# TASK DESCRIPTION
Which lines in the records below mention the word "PartialEq"? Copy each one out.

━━ DATA LISTING

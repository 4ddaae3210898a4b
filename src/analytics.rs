//! Search usage analytics: volume, latency, popularity and error counts
use crate::clock::Clock;
use crate::error::ErrorCategory;
use chrono::{DateTime, Utc};
use lazy_static::lazy_static;
use log::warn;
use parking_lot::Mutex;
use regex::Regex;
use serde::Serialize;
use serde_with::{serde_as, DurationMilliSecondsWithFrac, DurationSeconds};
use std::collections::hash_map::DefaultHasher;
use std::collections::{BTreeMap, HashMap, HashSet};
use std::hash::{Hash, Hasher};
use std::sync::Arc;
use std::time::Duration;

/// Distinct patterns remembered unless configured otherwise.
pub const DEFAULT_MAX_PATTERNS: usize = 100_000;

lazy_static! {
    static ref DIGITS: Regex = Regex::new(r"\d+").unwrap();
    static ref WHITESPACE: Regex = Regex::new(r"\s+").unwrap();
}

/// Reduces a query to its shape: `project: TEST-12` and `project: test-9`
/// count as the same pattern.
pub fn query_pattern(query: &str) -> String {
    let lowered = query.trim().to_lowercase();
    let numbered = DIGITS.replace_all(&lowered, "N");
    WHITESPACE.replace_all(&numbered, " ").into_owned()
}

/// One ranked popularity entry.
#[derive(Debug, Clone, PartialEq, Eq, Serialize)]
pub struct PopularEntry {
    pub value: String,
    pub count: u64,
}

/// Frequency map bounded to `capacity` keys.
///
/// On overflow the lowest count is evicted; among equal counts the
/// lexicographically greatest key goes first.
#[derive(Debug)]
struct TopN {
    capacity: usize,
    counts: HashMap<String, u64>,
}

impl TopN {
    fn new(capacity: usize) -> Self {
        Self {
            capacity,
            counts: HashMap::new(),
        }
    }

    fn increment(&mut self, key: &str) {
        *self.counts.entry(key.to_string()).or_insert(0) += 1;
        while self.counts.len() > self.capacity {
            let victim = self
                .counts
                .iter()
                .min_by(|(ka, ca), (kb, cb)| ca.cmp(cb).then_with(|| kb.cmp(ka)))
                .map(|(key, _)| key.clone());
            match victim {
                Some(key) => {
                    self.counts.remove(&key);
                }
                None => break,
            }
        }
    }

    fn ranked(&self, limit: usize) -> Vec<PopularEntry> {
        let mut entries: Vec<PopularEntry> = self
            .counts
            .iter()
            .map(|(value, count)| PopularEntry {
                value: value.clone(),
                count: *count,
            })
            .collect();
        entries.sort_by(|a, b| b.count.cmp(&a.count).then_with(|| a.value.cmp(&b.value)));
        entries.truncate(limit);
        entries
    }

    fn get(&self, key: &str) -> u64 {
        self.counts.get(key).copied().unwrap_or(0)
    }
}

#[derive(Debug)]
struct AnalyticsState {
    total_searches: u64,
    patterns: HashSet<u64>,
    patterns_saturated: bool,
    popular_queries: TopN,
    popular_fields: TopN,
    latency_sum: Duration,
    latency_count: u64,
    latency_max: Duration,
    error_counts: BTreeMap<ErrorCategory, u64>,
    cache_hits: u64,
    cache_misses: u64,
}

/// Point-in-time copy of the recorder.
#[serde_as]
#[derive(Debug, Clone, PartialEq, Serialize)]
pub struct AnalyticsSnapshot {
    pub total_searches: u64,
    pub unique_query_patterns: usize,
    #[serde_as(as = "DurationMilliSecondsWithFrac<f64>")]
    #[serde(rename = "avg_execution_time_ms")]
    pub avg_execution_time: Duration,
    #[serde_as(as = "DurationMilliSecondsWithFrac<f64>")]
    #[serde(rename = "max_execution_time_ms")]
    pub max_execution_time: Duration,
    pub popular_queries: Vec<PopularEntry>,
    pub popular_fields: Vec<PopularEntry>,
    pub error_counts: BTreeMap<ErrorCategory, u64>,
    pub cache_hits: u64,
    pub cache_misses: u64,
    #[serde_as(as = "DurationSeconds<u64>")]
    #[serde(rename = "uptime_seconds")]
    pub uptime: Duration,
}

/// Thread-safe usage recorder. Memory stays bounded: latency is kept as a
/// running sum and max, popularity as two capped frequency maps, and
/// pattern hashes up to `max_patterns`. Past that cap new patterns are not
/// remembered, so `unique_query_patterns` becomes a lower bound.
pub struct AnalyticsRecorder {
    state: Mutex<AnalyticsState>,
    clock: Arc<dyn Clock>,
    started_at: DateTime<Utc>,
    top_n_reported: usize,
    max_patterns: usize,
}

impl AnalyticsRecorder {
    pub fn new(clock: Arc<dyn Clock>, top_n_popular: usize, top_n_reported: usize) -> Self {
        let started_at = clock.now();
        Self {
            state: Mutex::new(AnalyticsState {
                total_searches: 0,
                patterns: HashSet::new(),
                patterns_saturated: false,
                popular_queries: TopN::new(top_n_popular),
                popular_fields: TopN::new(top_n_popular),
                latency_sum: Duration::ZERO,
                latency_count: 0,
                latency_max: Duration::ZERO,
                error_counts: BTreeMap::new(),
                cache_hits: 0,
                cache_misses: 0,
            }),
            clock,
            started_at,
            top_n_reported,
            max_patterns: DEFAULT_MAX_PATTERNS,
        }
    }

    pub fn with_pattern_limit(mut self, max_patterns: usize) -> Self {
        self.max_patterns = max_patterns;
        self
    }

    /// Records one search attempt.
    ///
    /// Every call counts toward `total_searches`. Failed attempts only
    /// touch `error_counts`; popularity and latency describe successes.
    pub fn record_search(
        &self,
        query: &str,
        fields_used: &[String],
        execution_time: Duration,
        error: Option<ErrorCategory>,
    ) {
        let pattern = (!query.trim().is_empty()).then(|| {
            let mut hasher = DefaultHasher::new();
            query_pattern(query).hash(&mut hasher);
            hasher.finish()
        });

        let mut state = self.state.lock();
        state.total_searches += 1;
        if let Some(pattern) = pattern {
            if state.patterns.len() < self.max_patterns {
                state.patterns.insert(pattern);
            } else if !state.patterns_saturated && !state.patterns.contains(&pattern) {
                state.patterns_saturated = true;
                warn!(
                    "Tracking {} query patterns, further patterns are not counted",
                    self.max_patterns
                );
            }
        }

        if let Some(category) = error {
            *state.error_counts.entry(category).or_insert(0) += 1;
            return;
        }

        state.popular_queries.increment(query);
        for field in fields_used {
            state.popular_fields.increment(field);
        }
        state.latency_sum += execution_time;
        state.latency_count += 1;
        if execution_time > state.latency_max {
            state.latency_max = execution_time;
        }
    }

    pub fn record_cache(&self, hit: bool) {
        let mut state = self.state.lock();
        if hit {
            state.cache_hits += 1;
        } else {
            state.cache_misses += 1;
        }
    }

    pub fn snapshot(&self) -> AnalyticsSnapshot {
        let uptime = (self.clock.now() - self.started_at)
            .to_std()
            .unwrap_or_default();
        let state = self.state.lock();

        let avg_execution_time = if state.latency_count == 0 {
            Duration::ZERO
        } else {
            let nanos = state.latency_sum.as_nanos() / u128::from(state.latency_count);
            Duration::from_nanos(u64::try_from(nanos).unwrap_or(u64::MAX))
        };

        AnalyticsSnapshot {
            total_searches: state.total_searches,
            unique_query_patterns: state.patterns.len(),
            avg_execution_time,
            max_execution_time: state.latency_max,
            popular_queries: state.popular_queries.ranked(self.top_n_reported),
            popular_fields: state.popular_fields.ranked(self.top_n_reported),
            error_counts: state.error_counts.clone(),
            cache_hits: state.cache_hits,
            cache_misses: state.cache_misses,
            uptime,
        }
    }

    /// Every retained query with its count, most frequent first.
    pub fn query_counts(&self) -> Vec<PopularEntry> {
        self.state.lock().popular_queries.ranked(usize::MAX)
    }

    /// How often `field` appeared in successful searches.
    pub fn field_count(&self, field: &str) -> u64 {
        self.state.lock().popular_fields.get(field)
    }
}
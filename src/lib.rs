//! # flipflow
//!
//! Turn uploaded PDFs into interactive page-flip books.
//!
//! A flipbook is a stored PDF plus a record describing how to show it. The
//! viewer never keeps pre-rendered pages: every open rasterises the PDF
//! again, page by page, into JPEG images that a page-turning widget shows
//! as leaves.
//!
//! ## Pipeline Overview
//!
//! ```text
//! PDF (upload or public URL)
//!  │
//!  ├─ 1. Input     resolve URL / local file / in-memory bytes
//!  ├─ 2. Inspect   page count + first page size (sets the display box)
//!  ├─ 3. Render    rasterise pages via pdfium (spawn_blocking, in order)
//!  ├─ 4. Encode    RGBA → JPEG → data URL
//!  └─ 5. Assemble  leaves: hard covers, soft interior pages with footers
//! ```
//!
//! Around it sit the workflows: creating a flipbook (plan limits, upload,
//! best-effort thumbnail), editing and deleting it, counting views, and
//! the Razorpay upgrade from the free plan to Pro.
//!
//! ## Quick Start
//!
//! ```rust,no_run
//! use flipflow::{render_deck, CancelToken, FlipbookConfig, PdfSource, PdfiumRasterizer};
//!
//! #[tokio::main]
//! async fn main() -> Result<(), Box<dyn std::error::Error>> {
//!     let config = FlipbookConfig::default();
//!     let rasterizer = PdfiumRasterizer::from_config(&config)?;
//!     let deck = render_deck(
//!         &rasterizer,
//!         PdfSource::parse("brochure.pdf"),
//!         &config,
//!         CancelToken::new(),
//!     )
//!     .await?;
//!     println!("{} pages at {}x{}", deck.page_count(), deck.display.width, deck.display.height);
//!     Ok(())
//! }
//! ```
//!
//! ## Feature Flags
//!
//! | Feature  | Default | Description |
//! |----------|---------|-------------|
//! | `server` | on      | axum service for the order / verify / preflight functions |
//! | `cli`    | on      | Enables the `flipflow` binary (clap + anyhow + indicatif + tracing-subscriber) |
//!
//! Disable both when embedding only the library:
//! ```toml
//! flipflow = { version = "0.1", default-features = false }
//! ```

// ── Modules ──────────────────────────────────────────────────────────────

pub mod config;
pub mod deck;
pub mod error;
pub mod model;
pub mod payment;
pub mod pipeline;
pub mod progress;
pub mod store;
pub mod stream;
pub mod viewer;
pub mod workflow;

#[cfg(feature = "server")]
pub mod server;

// ── Re-exports ───────────────────────────────────────────────────────────

pub use config::{
    FlipbookConfig, FlipbookConfigBuilder, PageSelection, PlanLimits, ServiceConfig, TierLimits,
};
pub use deck::{inspect, open_deck, render_deck, render_thumbnail, RenderedDeck};
pub use error::{FlipbookError, RenderError, ValidationError};
pub use model::{
    Flipbook, FlipbookId, FlipbookStatus, FlipbookUpdate, NewFlipbook, Role, Subscription,
    SubscriptionStatus, UserId,
};
pub use payment::{PaymentError, PaymentService};
pub use pipeline::input::PdfSource;
pub use pipeline::render::{DocumentInfo, PdfiumRasterizer, Rasterizer, RenderRequest};
pub use progress::{NoopProgressCallback, ProgressCallback, RenderProgressCallback};
pub use store::{AssetStore, AuthVerifier, Bucket, RecordStore, StoreError};
pub use stream::{collect_pages, CancelToken, PageStream, RenderedPage};
pub use viewer::{FlipbookViewer, Leaf, PageDensity, ViewerPhase};
pub use workflow::{CreateRequest, EditRequest, FlipbookService, SelectedFile, Session};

━━━━

# EXPECTED ANSWER
#[derive(Debug, Clone, PartialEq, Eq, Serialize)]
#[derive(Debug, Clone, PartialEq, Serialize)]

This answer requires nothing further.